Now an almost pitying expression appeared on his face. “I’m sorry, but I must. T’ing-T’ing needs me . . . for spiritual guidance.”

Knowing my brother as I do, I could think of no further plausible demurral, so I said nothing, merely nodding my head in resignation.

“You know,” Roland added, “this whole business of consciousness reminds me of something that occurred to me the other day regarding superposition.”

“Sorry—regarding . . .?”

“Superposition. You know, the measurement problem, double-slit experiments, whether there’s a collapse of the wave function—I certainly think there is—and all that. You see, it occurred to me . . .”

Just then, however, a shrill, intolerably raucous claxon sounded. In a moment, the entire scene had melted away and I found myself emerging from sleep, savagely groping for my abominable alarm clock.

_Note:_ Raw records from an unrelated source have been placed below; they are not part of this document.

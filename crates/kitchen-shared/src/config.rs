//! Configuration management

use config::{Config, ConfigError, Environment, File};
use serde::Deserialize;
use uuid::Uuid;

#[derive(Debug, Deserialize, Clone)]
pub struct AppConfig {
    pub app: AppSettings,
    pub gateway: GatewaySettings,
    pub session: SessionSettings,
    #[serde(default)]
    pub directory: DirectorySettings,
}

#[derive(Debug, Deserialize, Clone)]
pub struct AppSettings {
    pub env: String,
    pub host: String,
    pub port: u16,
    pub name: String,
}

/// Remote table-query gateway endpoint. The base URL and public API key are
/// supplied at deploy time, never baked into the binary.
#[derive(Debug, Deserialize, Clone)]
pub struct GatewaySettings {
    pub base_url: String,
    pub api_key: String,
    pub timeout_seconds: u64,
}

#[derive(Debug, Deserialize, Clone)]
pub struct SessionSettings {
    pub ttl_seconds: i64,
}

#[derive(Debug, Deserialize, Clone, Default)]
pub struct DirectorySettings {
    /// Location shown when a requested nickname does not resolve.
    #[serde(default)]
    pub default_location_id: Option<Uuid>,
}

impl AppConfig {
    pub fn load() -> Result<Self, ConfigError> {
        let env = std::env::var("APP_ENV").unwrap_or_else(|_| "development".into());
        let config = Config::builder()
            .set_default("app.env", "development")?
            .set_default("app.host", "127.0.0.1")?
            .set_default("app.port", 8080)?
            .set_default("app.name", "portal-server")?
            .set_default("gateway.timeout_seconds", 30)?
            .set_default("session.ttl_seconds", 86400)?
            .add_source(File::with_name("config/default").required(false))
            .add_source(File::with_name(&format!("config/{}", env)).required(false))
            .add_source(Environment::default().separator("__").try_parsing(true))
            .build()?;
        config.try_deserialize()
    }
}
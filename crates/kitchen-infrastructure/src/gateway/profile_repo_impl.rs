//! Gateway profile repository (read-only)

use async_trait::async_trait;
use uuid::Uuid;

use kitchen_core::domain::Profile;
use kitchen_core::error::DomainError;
use kitchen_core::repositories::ProfileRepository;

use super::client::GatewayClient;
use super::query::SelectQuery;
use super::rows::ProfileRow;

const TABLE: &str = "profiles";

pub struct GatewayProfileRepository {
    client: GatewayClient,
}

impl GatewayProfileRepository {
    pub fn new(client: GatewayClient) -> Self {
        Self { client }
    }
}

#[async_trait]
impl ProfileRepository for GatewayProfileRepository {
    async fn find_by_email(&self, email: &str) -> Result<Option<Profile>, DomainError> {
        let row: Option<ProfileRow> = self
            .client
            .select_one(SelectQuery::table(TABLE).eq("email", email))
            .await?;
        Ok(row.map(Into::into))
    }

    async fn find_by_id(&self, id: &Uuid) -> Result<Option<Profile>, DomainError> {
        let row: Option<ProfileRow> = self
            .client
            .select_one(SelectQuery::table(TABLE).eq("id", id))
            .await?;
        Ok(row.map(Into::into))
    }
}
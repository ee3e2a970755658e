//! Application-wide constants

/// Label substituted for a null or empty menu-item category.
pub const UNCATEGORIZED_LABEL: &str = "Uncategorized";

/// Sort key assumed for categories whose items never set one.
pub const DEFAULT_CATEGORY_SORT_ORDER: i32 = 100;

pub const SESSION_TOKEN_BYTES: usize = 32;
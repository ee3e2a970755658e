//! Domain errors

use thiserror::Error;

#[derive(Error, Debug)]
pub enum DomainError {
    #[error("Kitchen not found")]
    KitchenNotFound,

    #[error("Menu item not found")]
    MenuItemNotFound,

    #[error("Ordering link not found")]
    OrderingLinkNotFound,

    #[error("Location not found")]
    LocationNotFound,

    #[error("Profile not found")]
    ProfileNotFound,

    #[error("Invalid credentials")]
    InvalidCredentials,

    #[error("Session expired")]
    SessionExpired,

    #[error("Not signed in")]
    NotAuthenticated,

    #[error("Admin role required")]
    Forbidden,

    #[error("Validation error: {0}")]
    ValidationError(String),

    #[error("Gateway error: {0}")]
    GatewayError(String),

    #[error("Internal error: {0}")]
    InternalError(String),
}

impl From<validator::ValidationErrors> for DomainError {
    fn from(errors: validator::ValidationErrors) -> Self {
        DomainError::ValidationError(errors.to_string())
    }
}
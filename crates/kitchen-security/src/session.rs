//! Server-side session records and opaque token generation

use chrono::{DateTime, Duration, Utc};
use kitchen_shared::constants::SESSION_TOKEN_BYTES;
use rand::RngCore;
use serde::{Deserialize, Serialize};
use uuid::Uuid;

/// An authenticated session. Lives only on the server, keyed by its token;
/// the client holds nothing but the opaque token string.
#[derive(Debug, Clone, Serialize, Deserialize)]
pub struct Session {
    pub token: String,
    pub user_id: Uuid,
    pub email: String,
    pub role: String,
    pub expires_at: DateTime<Utc>,
}

impl Session {
    pub fn new(user_id: Uuid, email: String, role: String, ttl_seconds: i64) -> Self {
        Self {
            token: generate_session_token(),
            user_id,
            email,
            role,
            expires_at: Utc::now() + Duration::seconds(ttl_seconds),
        }
    }

    pub fn is_expired(&self) -> bool {
        self.expires_at <= Utc::now()
    }
}

pub fn generate_session_token() -> String {
    let mut bytes = [0u8; SESSION_TOKEN_BYTES];
    rand::rng().fill_bytes(&mut bytes);
    hex::encode(bytes)
}

#[cfg(test)]
mod tests {
    use super::*;

    #[test]
    fn test_token_is_opaque_hex() {
        let token = generate_session_token();
        assert_eq!(token.len(), SESSION_TOKEN_BYTES * 2);
        assert!(token.chars().all(|c| c.is_ascii_hexdigit()));
    }

    #[test]
    fn test_session_expiry() {
        let live = Session::new(Uuid::new_v4(), "a@b.c".into(), "admin".into(), 60);
        assert!(!live.is_expired());

        let dead = Session::new(Uuid::new_v4(), "a@b.c".into(), "admin".into(), -1);
        assert!(dead.is_expired());
    }
}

To awaken from an interesting dream before it reaches its end is always irksome; but I have to admit that my chief emotion, once the mists in my mind had begun to evaporate, was relief. It was very good to know that Roland would not be leaving on the evening flight with my brother. It was comforting, moreover, to have my sense of normality restored: I have no cause to believe, for instance, that Roland is a Mahayana Buddhist, much less a quondam Taoist deity enthroned in a syncretic Buddhist heaven. So I was at peace. My only real regret on rising from bed, and for several days thereafter, was that, in all likelihood, I should never now find out what it was my dog had wished to tell me about quantum mechanics.